Dieses Paper schlägt ein kluges neues Rezept für den Bau dieser Schallwellen-Netze, oder „kontinuierlich-variabler Clusterzustände“, unter Verwendung eines Netzwerks aus winzigen mechanischen Trommeln und lichtgefüllten Kästen vor. Die Autoren, Anuvetha Govindarajan und Kollegen, schlagen eine „gepulste“ Methode vor, die einem Dirigieren eines Orchesters gleicht, bei dem man die Trommeln mit präzisen, zeitlich abgestimmten Schlägen trifft, anstatt sie kontinuierlich summen zu lassen. Sie entwarfen ein System, in dem mechanische Resonatoren (winzige vibrierende Trommeln) durch Schallleiter verbunden und mit optischen Kavitäten (Kästen, die Licht einfangen) verknüpft sind. Durch das Abfeuern spezifischer Laserpulse auf diese Kavitäten können sie die Trommeln auf eine ganz bestimmte Weise miteinander kommunizieren lassen, wodurch sie zu einem Clusterzustand verwoben werden.

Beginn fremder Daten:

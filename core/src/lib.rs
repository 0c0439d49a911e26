// src/lib.rs

//! shopmock: the domain core of a small mock e-commerce backend.
//!
//! It provides:
//!  - Identity: registration, login with signed bearer tokens, profile and password changes.
//!  - Catalog: paginated, searchable product listing and superuser-only mutation.
//!  - A payment stub that always authorizes.
//!  - The order placement workflow (validate -> price -> authorize -> persist), where
//!    order and items are committed as one unit and unit prices are snapshotted.
//!  - Storage seams with a PostgreSQL backend and an in-memory backend.
//!
//! HTTP wiring lives in the `shopmock_server` crate.

pub mod error;
pub mod models;
pub mod policy;
pub mod security;
pub mod services;
pub mod store;

// --- Re-exports for the Public API ---

pub use crate::error::{ShopError, ShopResult};
pub use crate::policy::{StockPolicy, StockVisibility};
pub use crate::security::TokenIssuer;
pub use crate::services::{AuthService, CatalogService, OrderWorkflow, PaymentGateway, StubPaymentGateway};
pub use crate::store::{MemoryStore, PgStore, Repositories};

Der Hauptbefund des Teams ist, dass diese Methode wunderbar funktioniert, aber mit einer Einschränkung: Man muss aufpassen, die Trommeln nicht zu stark anzustrengen. Ihre Simulationen zeigen, dass man bei einer moderaten Menge an „Squeezing“ (einer Quantentechnik, um die Unschärfe der Bewegung der Trommeln zu verengen) hochwertige, verschränkte Netze erzeugen kann. Wenn man jedoch versucht, sie zu fest zu „squeezen“, um „perfekte“ Ergebnisse zu erzielen, werden die Trommeln so sehr angeregt, dass sie anfangen zu wackeln und aufgrund winziger Mengen an Reibung und Hitze in der realen Welt ihre Verbindung verlieren. Tatsächlich legt das Paper nahe, dass ein klein wenig Imperfektion eigentlich besser ist, als nach Perfektion zu streben. Sie fanden auch heraus, dass dieses System skalierbar ist; als sie mehr Trommeln zum Netzwerk hinzufügten, verschlechterte sich die Qualität des Netzes nicht – sie verbesserte sich sogar, vorausgesetzt, das Squeezing blieb moderat. Schließlich demonstrierten sie, dass man, sobald dieses Netz aufgebaut ist, lokale Messungen durchführen kann (wie das Antippen spezifischer Trommeln), um zwei weit entfernte Trommeln augenblicklich zu verschränken und so effektiv eine Verbindung über das Netzwerk zu teleportieren. Diese Arbeit deutet darauf an, dass phononische Quantennetzwerke eine leistungsstarke, skalierbare Plattform für die Zukunft der Quantentechnologie sein könnten, sofern wir lernen, mit der richtigen Menge an Energie zu tanzen.